== Segment start ==

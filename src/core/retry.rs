//! Bounded retry of transient failures

use crate::config::LedgerConfig;
use crate::types::LedgerError;
use std::thread;

/// Run `attempt` until it succeeds, fails permanently, or retries run out
///
/// Only errors whose [`LedgerError::is_transient`] holds are retried, with
/// linear backoff from [`LedgerConfig::backoff_for`]. The last error is
/// surfaced unchanged.
pub fn retry_transient<T, F>(config: &LedgerConfig, operation: &str, mut attempt: F) -> Result<T, LedgerError>
where
    F: FnMut() -> Result<T, LedgerError>,
{
    let mut retries = 0;
    loop {
        match attempt() {
            Err(error) if error.is_transient() && retries < config.max_retries => {
                retries += 1;
                tracing::warn!(operation, retries, %error, "retrying after transient failure");
                thread::sleep(config.backoff_for(retries));
            }
            result => return result,
        }
    }
}

#[cfg(test)]
mod tests {
    use super::*;
    use std::time::Duration;

    fn config(max_retries: u32) -> LedgerConfig {
        LedgerConfig {
            retry_backoff: Duration::from_millis(1),
            ..LedgerConfig::default()
        }
        .with_max_retries(max_retries)
    }

    #[test]
    fn test_transient_errors_are_retried_until_success() {
        let mut calls = 0;
        let result = retry_transient(&config(3), "test", || {
            calls += 1;
            if calls < 3 {
                Err(LedgerError::lock_timeout(1))
            } else {
                Ok(calls)
            }
        });

        assert_eq!(result, Ok(3));
    }

    #[test]
    fn test_retries_are_bounded() {
        let mut calls = 0;
        let result: Result<(), _> = retry_transient(&config(2), "test", || {
            calls += 1;
            Err(LedgerError::request_in_flight("k"))
        });

        assert_eq!(result, Err(LedgerError::request_in_flight("k")));
        assert_eq!(calls, 3);
    }

    #[test]
    fn test_permanent_errors_are_not_retried() {
        let mut calls = 0;
        let result: Result<(), _> = retry_transient(&config(5), "test", || {
            calls += 1;
            Err(LedgerError::EmptyOrderId)
        });

        assert_eq!(result, Err(LedgerError::EmptyOrderId));
        assert_eq!(calls, 1);
    }
}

== Segment end ==

Could you retype exactly the lines above, starting at the line that contains "result => return" and ending at the line that contains "if calls < 3", and nothing more?

• Answer box:
            result => return result,
        }
    }
}

#[cfg(test)]
mod tests {
    use super::*;
    use std::time::Duration;

    fn config(max_retries: u32) -> LedgerConfig {
        LedgerConfig {
            retry_backoff: Duration::from_millis(1),
            ..LedgerConfig::default()
        }
        .with_max_retries(max_retries)
    }

    #[test]
    fn test_transient_errors_are_retried_until_success() {
        let mut calls = 0;
        let result = retry_transient(&config(3), "test", || {
            calls += 1;
            if calls < 3 {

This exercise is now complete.